• TASK GOAL:
While reading through the material below, copy each line that holds the word "updated".

───

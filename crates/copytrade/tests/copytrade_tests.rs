use async_trait::async_trait;
use chrono::{TimeZone, Utc};
use daicho_copytrade::allocator::{AllocationOutcome, CopyTradeAllocator};
use daicho_copytrade::settlement::PositionSettlement;
use daicho_core::common::time::{FakeClockProvider, TimeProvider};
use daicho_core::common::{GroupId, UserId};
use daicho_core::price::port::{PriceError, PriceSource};
use daicho_core::trade::entity::{
    AutoTradeConfig, AutoTradeStatus, GroupMember, NewTrade, Side, Trade, TradeClose, TradeId,
};
use daicho_core::trade::port::{GroupDirectory, TradeError, TradeStore};
use rust_decimal::Decimal;
use rust_decimal_macros::dec;
use std::collections::HashMap;
use std::sync::atomic::{AtomicI64, AtomicUsize, Ordering};
use std::sync::{Arc, Mutex};

/// 内存版持仓存储替身：保真模拟批次语义（整批生效或整批放弃）。
#[derive(Default)]
struct MemTradeStore {
    trades: Mutex<Vec<Trade>>,
    next_id: AtomicI64,
    credits: Mutex<Vec<(UserId, Decimal)>>,
}

impl MemTradeStore {
    fn all(&self) -> Vec<Trade> {
        self.trades.lock().unwrap().clone()
    }

    fn credits(&self) -> Vec<(UserId, Decimal)> {
        self.credits.lock().unwrap().clone()
    }

    fn insert(&self, t: &NewTrade) -> Trade {
        let id = TradeId(self.next_id.fetch_add(1, Ordering::SeqCst) + 1);
        let trade = Trade {
            id,
            owner: t.owner,
            group_id: t.group_id,
            symbol: t.symbol.clone(),
            side: t.side,
            size: t.size,
            entry_price: t.entry_price,
            close_price: None,
            profit: Decimal::ZERO,
            opened_at: t.opened_at,
            closed_at: None,
        };
        self.trades.lock().unwrap().push(trade.clone());
        trade
    }
}

#[async_trait]
impl TradeStore for MemTradeStore {
    async fn find_open(
        &self,
        group_id: GroupId,
        symbol: &str,
    ) -> Result<Option<Trade>, TradeError> {
        Ok(self
            .trades
            .lock()
            .unwrap()
            .iter()
            .find(|t| t.group_id == group_id && t.symbol == symbol && t.is_open())
            .cloned())
    }

    async fn open_positions(
        &self,
        parent: NewTrade,
        children: Vec<NewTrade>,
    ) -> Result<Option<Vec<Trade>>, TradeError> {
        {
            let trades = self.trades.lock().unwrap();
            if trades
                .iter()
                .any(|t| t.group_id == parent.group_id && t.symbol == parent.symbol && t.is_open())
            {
                return Ok(None);
            }
        }
        let mut created = vec![self.insert(&parent)];
        for child in &children {
            created.push(self.insert(child));
        }
        Ok(Some(created))
    }

    async fn open_parents(
        &self,
        group_id: GroupId,
        symbol: Option<&str>,
    ) -> Result<Vec<Trade>, TradeError> {
        Ok(self
            .trades
            .lock()
            .unwrap()
            .iter()
            .filter(|t| {
                t.owner.is_parent()
                    && t.group_id == group_id
                    && t.is_open()
                    && symbol.is_none_or(|s| t.symbol == s)
            })
            .cloned()
            .collect())
    }

    async fn open_children(
        &self,
        group_id: GroupId,
        symbol: &str,
    ) -> Result<Vec<Trade>, TradeError> {
        Ok(self
            .trades
            .lock()
            .unwrap()
            .iter()
            .filter(|t| !t.owner.is_parent() && t.group_id == group_id && t.symbol == symbol && t.is_open())
            .cloned()
            .collect())
    }

    async fn open_by_user(
        &self,
        user_id: UserId,
        symbol: Option<&str>,
    ) -> Result<Vec<Trade>, TradeError> {
        Ok(self
            .trades
            .lock()
            .unwrap()
            .iter()
            .filter(|t| {
                t.owner.member_id() == Some(user_id)
                    && t.is_open()
                    && symbol.is_none_or(|s| t.symbol == s)
            })
            .cloned()
            .collect())
    }

    async fn settle_batch(
        &self,
        closes: Vec<TradeClose>,
        closed_at: chrono::DateTime<Utc>,
    ) -> Result<usize, TradeError> {
        // 先在副本上整批执行，全部成功才落地——模拟事务回滚语义
        let mut trades = self.trades.lock().unwrap();
        let mut staged = trades.clone();
        let mut staged_credits = Vec::new();

        for close in &closes {
            let trade = staged
                .iter_mut()
                .find(|t| t.id == close.trade_id)
                .ok_or_else(|| TradeError::Storage(format!("missing trade {}", close.trade_id)))?;
            if !trade.is_open() {
                return Err(TradeError::AlreadyClosed { id: close.trade_id });
            }
            trade.close_price = Some(close.close_price);
            trade.profit = close.profit;
            trade.closed_at = Some(closed_at);

            if let Some(user_id) = close.owner.member_id() {
                staged_credits.push((user_id, close.profit));
            }
        }

        *trades = staged;
        self.credits.lock().unwrap().extend(staged_credits);
        Ok(closes.len())
    }
}

struct MemGroups {
    members: Vec<GroupMember>,
}

#[async_trait]
impl GroupDirectory for MemGroups {
    async fn members_with_capital(
        &self,
        _group_id: GroupId,
    ) -> Result<Vec<GroupMember>, TradeError> {
        Ok(self.members.clone())
    }
    async fn load_configs(
        &self,
    ) -> Result<Vec<(GroupId, HashMap<String, AutoTradeConfig>)>, TradeError> {
        Ok(vec![])
    }
    async fn save_config(
        &self,
        _group_id: GroupId,
        _config: &HashMap<String, AutoTradeConfig>,
    ) -> Result<(), TradeError> {
        Ok(())
    }
}

struct FixedPrice {
    open_price: Decimal,
    close_price: Decimal,
    fail: bool,
    calls: AtomicUsize,
}

impl FixedPrice {
    fn new(open_price: Decimal, close_price: Decimal) -> Self {
        Self {
            open_price,
            close_price,
            fail: false,
            calls: AtomicUsize::new(0),
        }
    }

    fn failing() -> Self {
        Self {
            open_price: Decimal::ZERO,
            close_price: Decimal::ZERO,
            fail: true,
            calls: AtomicUsize::new(0),
        }
    }
}

#[async_trait]
impl PriceSource for FixedPrice {
    async fn price(&self, symbol: &str) -> Result<Decimal, PriceError> {
        self.calls.fetch_add(1, Ordering::SeqCst);
        if self.fail {
            return Err(PriceError::Unreachable(format!("timeout fetching {}", symbol)));
        }
        Ok(self.open_price)
    }
    async fn settlement_price(&self, symbol: &str, _side: Side) -> Result<Decimal, PriceError> {
        self.calls.fetch_add(1, Ordering::SeqCst);
        if self.fail {
            return Err(PriceError::Unreachable(format!("timeout fetching {}", symbol)));
        }
        Ok(self.close_price)
    }
}

fn clock() -> Arc<FakeClockProvider> {
    let t0 = Utc.with_ymd_and_hms(2024, 6, 3, 1, 0, 0).single().unwrap();
    Arc::new(FakeClockProvider::new(t0))
}

fn config(direction: Side, size: Decimal, status: AutoTradeStatus) -> AutoTradeConfig {
    AutoTradeConfig {
        direction,
        size,
        status,
    }
}

fn members(caps: &[(i64, Decimal)]) -> Vec<GroupMember> {
    caps.iter()
        .map(|(id, cap)| GroupMember {
            user_id: UserId(*id),
            balance_total: *cap,
        })
        .collect()
}
use async_trait::async_trait;
use chrono::{DateTime, Utc};
use daicho_core::common::UserId;
use daicho_core::transfer::entity::{Currency, DepositAddress};
use daicho_core::transfer::port::{AddressPool, TransferError};
use sqlx::{SqliteConnection, SqlitePool};

/// # Summary
/// 事务内独占分配一条未使用的入金地址。
///
/// # Logic
/// 1. 取该币种最老的一条未使用、未分配地址（插入序）。
/// 2. 条件更新认领（`used = 0` 守护），零行生效说明认领被并发抢走。
///    本库连接池上限为 1，写事务串行，正常运行时不可能走到该分支。
/// 3. 池中无可用地址 → `AddressPoolExhausted`：运营必须补充，绝不静默重试。
pub(crate) async fn allocate_tx(
    conn: &mut SqliteConnection,
    currency: Currency,
    user_id: UserId,
) -> Result<DepositAddress, TransferError> {
    let row: Option<(i64, String, Option<String>, DateTime<Utc>)> = sqlx::query_as(
        "SELECT id, address, memo_tag, created_at FROM deposit_addresses \
         WHERE currency = ? AND used = 0 AND user_id IS NULL \
         ORDER BY id ASC LIMIT 1",
    )
    .bind(currency.to_string())
    .fetch_optional(&mut *conn)
    .await
    .map_err(|e| TransferError::Storage(e.to_string()))?;

    let Some((id, address, memo_tag, created_at)) = row else {
        return Err(TransferError::AddressPoolExhausted(currency));
    };

    let claimed = sqlx::query("UPDATE deposit_addresses SET used = 1, user_id = ? WHERE id = ? AND used = 0")
        .bind(user_id.0)
        .bind(id)
        .execute(&mut *conn)
        .await
        .map_err(|e| TransferError::Storage(e.to_string()))?;

    if claimed.rows_affected() != 1 {
        return Err(TransferError::Storage(format!(
            "deposit address {} claimed concurrently",
            id
        )));
    }

    Ok(DepositAddress {
        id,
        currency,
        address,
        memo_tag,
        used: true,
        user_id: Some(user_id),
        created_at,
    })
}

/// # Summary
/// 入金地址池的运营端口实现：补充库存与余量查询。
pub struct SqliteAddressPool {
    pool: SqlitePool,
}

impl SqliteAddressPool {
    pub fn new(pool: SqlitePool) -> Self {
        Self { pool }
    }
}

#[async_trait]
impl AddressPool for SqliteAddressPool {
    async fn add_address(
        &self,
        currency: Currency,
        address: &str,
        memo_tag: Option<&str>,
    ) -> Result<DepositAddress, TransferError> {
        if address.trim().is_empty() {
            return Err(TransferError::Validation("address must not be empty".into()));
        }

        let now = Utc::now();
        let result = sqlx::query(
            "INSERT INTO deposit_addresses (currency, address, memo_tag, used, user_id, created_at) \
             VALUES (?, ?, ?, 0, NULL, ?)",
        )
        .bind(currency.to_string())
        .bind(address)
        .bind(memo_tag)
        .bind(now)
        .execute(&self.pool)
        .await
        .map_err(|e| match &e {
            sqlx::Error::Database(db) if db.is_unique_violation() => {
                TransferError::Validation(format!("address already registered: {} {}", currency, address))
            }
            _ => TransferError::Storage(e.to_string()),
        })?;

        Ok(DepositAddress {
            id: result.last_insert_rowid(),
            currency,
            address: address.to_string(),
            memo_tag: memo_tag.map(|s| s.to_string()),
            used: false,
            user_id: None,
            created_at: now,
        })
    }

    async fn available_count(&self, currency: Currency) -> Result<u64, TransferError> {
        let (count,): (i64,) = sqlx::query_as(
            "SELECT COUNT(*) FROM deposit_addresses WHERE currency = ? AND used = 0 AND user_id IS NULL",
        )
        .bind(currency.to_string())
        .fetch_one(&self.pool)
        .await
        .map_err(|e| TransferError::Storage(e.to_string()))?;

        Ok(u64::try_from(count).unwrap_or(0))
    }
}

// 供 transfer 集成测试直接断言地址行状态
pub async fn assigned_user(
    pool: &SqlitePool,
    currency: Currency,
    address: &str,
) -> Result<Option<UserId>, TransferError> {
    let row: Option<(Option<i64>,)> =
        sqlx::query_as("SELECT user_id FROM deposit_addresses WHERE currency = ? AND address = ?")
            .bind(currency.to_string())
            .bind(address)
            .fetch_optional(pool)
            .await
            .map_err(|e| TransferError::Storage(e.to_string()))?;

    Ok(row.and_then(|(uid,)| uid.map(UserId)))
}
use crate::wallet::SqliteWalletLedger;
use async_trait::async_trait;
use chrono::{DateTime, Utc};
use daicho_core::common::{GroupId, UserId};
use daicho_core::trade::entity::{NewTrade, Owner, Side, Trade, TradeClose, TradeId};
use daicho_core::trade::port::{TradeError, TradeStore};
use rust_decimal::Decimal;
use sqlx::{SqliteConnection, SqlitePool};
use std::str::FromStr;
use tracing::{debug, info};

const OWNER_PARENT: &str = "PARENT";
const OWNER_MEMBER: &str = "MEMBER";

/// # Summary
/// 持仓流水存储的 SQLite 实现。
///
/// # Invariants
/// - 开仓事务内复核 (group, symbol) 无未平仓流水——调度周期重叠的唯一去重闸门。
/// - 结算批次 = 一个事务：父仓、子仓平仓与子仓钱包入账要么全部生效要么全部回滚。
pub struct SqliteTradeStore {
    pool: SqlitePool,
    wallet: SqliteWalletLedger,
}

impl SqliteTradeStore {
    pub fn new(pool: SqlitePool, wallet: SqliteWalletLedger) -> Self {
        Self { pool, wallet }
    }

    async fn insert_trade_tx(
        &self,
        conn: &mut SqliteConnection,
        t: &NewTrade,
    ) -> Result<TradeId, TradeError> {
        let (owner_kind, owner_user_id) = encode_owner(t.owner);
        let result = sqlx::query(
            "INSERT INTO trades (owner_kind, owner_user_id, group_id, symbol, side, size, \
             entry_price, close_price, profit, opened_at, closed_at) \
             VALUES (?, ?, ?, ?, ?, ?, ?, NULL, '0', ?, NULL)",
        )
        .bind(owner_kind)
        .bind(owner_user_id)
        .bind(t.group_id.0)
        .bind(&t.symbol)
        .bind(t.side.to_string())
        .bind(t.size.to_string())
        .bind(t.entry_price.to_string())
        .bind(t.opened_at)
        .execute(&mut *conn)
        .await
        .map_err(|e| TradeError::Storage(e.to_string()))?;

        Ok(TradeId(result.last_insert_rowid()))
    }

    async fn get_tx(
        &self,
        conn: &mut SqliteConnection,
        id: TradeId,
    ) -> Result<Trade, TradeError> {
        let row: Option<TradeRow> = sqlx::query_as(&format!("{} WHERE id = ?", SELECT_TRADES))
            .bind(id.0)
            .fetch_optional(&mut *conn)
            .await
            .map_err(|e| TradeError::Storage(e.to_string()))?;
        row.map(row_to_trade)
            .transpose()?
            .ok_or_else(|| TradeError::Storage(format!("trade {} vanished mid-transaction", id)))
    }
}

fn encode_owner(owner: Owner) -> (&'static str, Option<i64>) {
    match owner {
        Owner::Parent => (OWNER_PARENT, None),
        Owner::Member(user_id) => (OWNER_MEMBER, Some(user_id.0)),
    }
}

fn decode_owner(kind: &str, user_id: Option<i64>) -> Result<Owner, TradeError> {
    match (kind, user_id) {
        (OWNER_PARENT, None) => Ok(Owner::Parent),
        (OWNER_MEMBER, Some(id)) => Ok(Owner::Member(UserId(id))),
        (kind, user_id) => Err(TradeError::Storage(format!(
            "corrupt owner columns: kind={} user_id={:?}",
            kind, user_id
        ))),
    }
}

const SELECT_TRADES: &str = "SELECT id, owner_kind, owner_user_id, group_id, symbol, side, size, \
     entry_price, close_price, profit, opened_at, closed_at FROM trades";

type TradeRow = (
    i64,
    String,
    Option<i64>,
    i64,
    String,
    String,
    String,
    String,
    Option<String>,
    String,
    DateTime<Utc>,
    Option<DateTime<Utc>>,
);

fn row_to_trade(row: TradeRow) -> Result<Trade, TradeError> {
    let (id, owner_kind, owner_user_id, group_id, symbol, side, size, entry_price, close_price, profit, opened_at, closed_at) =
        row;
    Ok(Trade {
        id: TradeId(id),
        owner: decode_owner(&owner_kind, owner_user_id)?,
        group_id: GroupId(group_id),
        symbol,
        side: Side::from_str(&side).map_err(TradeError::Storage)?,
        size: parse_decimal(&size)?,
        entry_price: parse_decimal(&entry_price)?,
        close_price: close_price.map(|p| parse_decimal(&p)).transpose()?,
        profit: parse_decimal(&profit)?,
        opened_at,
        closed_at,
    })
}

fn parse_decimal(raw: &str) -> Result<Decimal, TradeError> {
    Decimal::from_str(raw).map_err(|e| TradeError::Storage(format!("corrupt decimal '{}': {}", raw, e)))
}

#[async_trait]
impl TradeStore for SqliteTradeStore {
    async fn find_open(
        &self,
        group_id: GroupId,
        symbol: &str,
    ) -> Result<Option<Trade>, TradeError> {
        let row: Option<TradeRow> = sqlx::query_as(&format!(
            "{} WHERE group_id = ? AND symbol = ? AND close_price IS NULL LIMIT 1",
            SELECT_TRADES
        ))
        .bind(group_id.0)
        .bind(symbol)
        .fetch_optional(&self.pool)
        .await
        .map_err(|e| TradeError::Storage(e.to_string()))?;

        row.map(row_to_trade).transpose()
    }

    async fn open_positions(
        &self,
        parent: NewTrade,
        children: Vec<NewTrade>,
    ) -> Result<Option<Vec<Trade>>, TradeError> {
        let mut tx = self
            .pool
            .begin()
            .await
            .map_err(|e| TradeError::Storage(e.to_string()))?;

        // 事务内复核去重闸门：重叠的调度周期在这里被拦下
        let existing: Option<(i64,)> = sqlx::query_as(
            "SELECT id FROM trades WHERE group_id = ? AND symbol = ? AND close_price IS NULL LIMIT 1",
        )
        .bind(parent.group_id.0)
        .bind(&parent.symbol)
        .fetch_optional(&mut *tx)
        .await
        .map_err(|e| TradeError::Storage(e.to_string()))?;

        if let Some((id,)) = existing {
            debug!(
                group_id = parent.group_id.0,
                symbol = %parent.symbol,
                open_trade_id = id,
                "Open position already exists, skipping"
            );
            return Ok(None);
        }

        let mut created = Vec::with_capacity(children.len() + 1);
        let parent_id = self.insert_trade_tx(&mut tx, &parent).await?;
        created.push(self.get_tx(&mut tx, parent_id).await?);

        for child in &children {
            let child_id = self.insert_trade_tx(&mut tx, child).await?;
            created.push(self.get_tx(&mut tx, child_id).await?);
        }

        tx.commit()
            .await
            .map_err(|e| TradeError::Storage(e.to_string()))?;

        info!(
            group_id = parent.group_id.0,
            symbol = %parent.symbol,
            entry_price = %parent.entry_price,
            children = children.len(),
            "Opened parent position with replicated children"
        );
        Ok(Some(created))
    }

    async fn open_parents(
        &self,
        group_id: GroupId,
        symbol: Option<&str>,
    ) -> Result<Vec<Trade>, TradeError> {
        let rows: Vec<TradeRow> = match symbol {
            Some(symbol) => sqlx::query_as(&format!(
                "{} WHERE owner_kind = 'PARENT' AND group_id = ? AND symbol = ? AND close_price IS NULL",
                SELECT_TRADES
            ))
            .bind(group_id.0)
            .bind(symbol)
            .fetch_all(&self.pool)
            .await,
            None => sqlx::query_as(&format!(
                "{} WHERE owner_kind = 'PARENT' AND group_id = ? AND close_price IS NULL",
                SELECT_TRADES
            ))
            .bind(group_id.0)
            .fetch_all(&self.pool)
            .await,
        }
        .map_err(|e| TradeError::Storage(e.to_string()))?;

        rows.into_iter().map(row_to_trade).collect()
    }

    async fn open_children(
        &self,
        group_id: GroupId,
        symbol: &str,
    ) -> Result<Vec<Trade>, TradeError> {
        let rows: Vec<TradeRow> = sqlx::query_as(&format!(
            "{} WHERE owner_kind = 'MEMBER' AND group_id = ? AND symbol = ? AND close_price IS NULL",
            SELECT_TRADES
        ))
        .bind(group_id.0)
        .bind(symbol)
        .fetch_all(&self.pool)
        .await
        .map_err(|e| TradeError::Storage(e.to_string()))?;

        rows.into_iter().map(row_to_trade).collect()
    }

    async fn open_by_user(
        &self,
        user_id: UserId,
        symbol: Option<&str>,
    ) -> Result<Vec<Trade>, TradeError> {
        let rows: Vec<TradeRow> = match symbol {
            Some(symbol) => sqlx::query_as(&format!(
                "{} WHERE owner_kind = 'MEMBER' AND owner_user_id = ? AND symbol = ? AND close_price IS NULL",
                SELECT_TRADES
            ))
            .bind(user_id.0)
            .bind(symbol)
            .fetch_all(&self.pool)
            .await,
            None => sqlx::query_as(&format!(
                "{} WHERE owner_kind = 'MEMBER' AND owner_user_id = ? AND close_price IS NULL",
                SELECT_TRADES
            ))
            .bind(user_id.0)
            .fetch_all(&self.pool)
            .await,
        }
        .map_err(|e| TradeError::Storage(e.to_string()))?;

        rows.into_iter().map(row_to_trade).collect()
    }

    async fn settle_batch(
        &self,
        closes: Vec<TradeClose>,
        closed_at: DateTime<Utc>,
    ) -> Result<usize, TradeError> {
        if closes.is_empty() {
            return Ok(0);
        }

        // 批次涉及的全部成员钱包：升序加锁，避免与其他批次互相等待
        let mut member_ids: Vec<UserId> = closes.iter().filter_map(|c| c.owner.member_id()).collect();
        member_ids.sort();
        member_ids.dedup();

        let mut guards = Vec::with_capacity(member_ids.len());
        for user_id in &member_ids {
            guards.push(self.wallet.lock_wallet(*user_id).await);
            self.wallet.ensure_not_halted(*user_id)?;
        }

        let mut tx = self
            .pool
            .begin()
            .await
            .map_err(|e| TradeError::Storage(e.to_string()))?;

        for close in &closes {
            let updated = sqlx::query(
                "UPDATE trades SET close_price = ?, profit = ?, closed_at = ? \
                 WHERE id = ? AND closed_at IS NULL",
            )
            .bind(close.close_price.to_string())
            .bind(close.profit.to_string())
            .bind(closed_at)
            .bind(close.trade_id.0)
            .execute(&mut *tx)
            .await
            .map_err(|e| TradeError::Storage(e.to_string()))?;

            if updated.rows_affected() != 1 {
                // 已被并发平仓：按规约放弃整批，不允许半平状态落地
                return Err(TradeError::AlreadyClosed { id: close.trade_id });
            }

            // 子仓盈亏入账（可为负，无保证金地板）；父仓绝不触碰钱包
            if let Some(user_id) = close.owner.member_id() {
                self.wallet
                    .credit_tx(&mut tx, user_id, close.profit, "SettleProfit")
                    .await?;
            }
        }

        tx.commit()
            .await
            .map_err(|e| TradeError::Storage(e.to_string()))?;

        info!(closed = closes.len(), "Settlement batch committed");
        Ok(closes.len())
    }
}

───

• YOUR RESPONSE:
            let updated = sqlx::query(
            if updated.rows_affected() != 1 {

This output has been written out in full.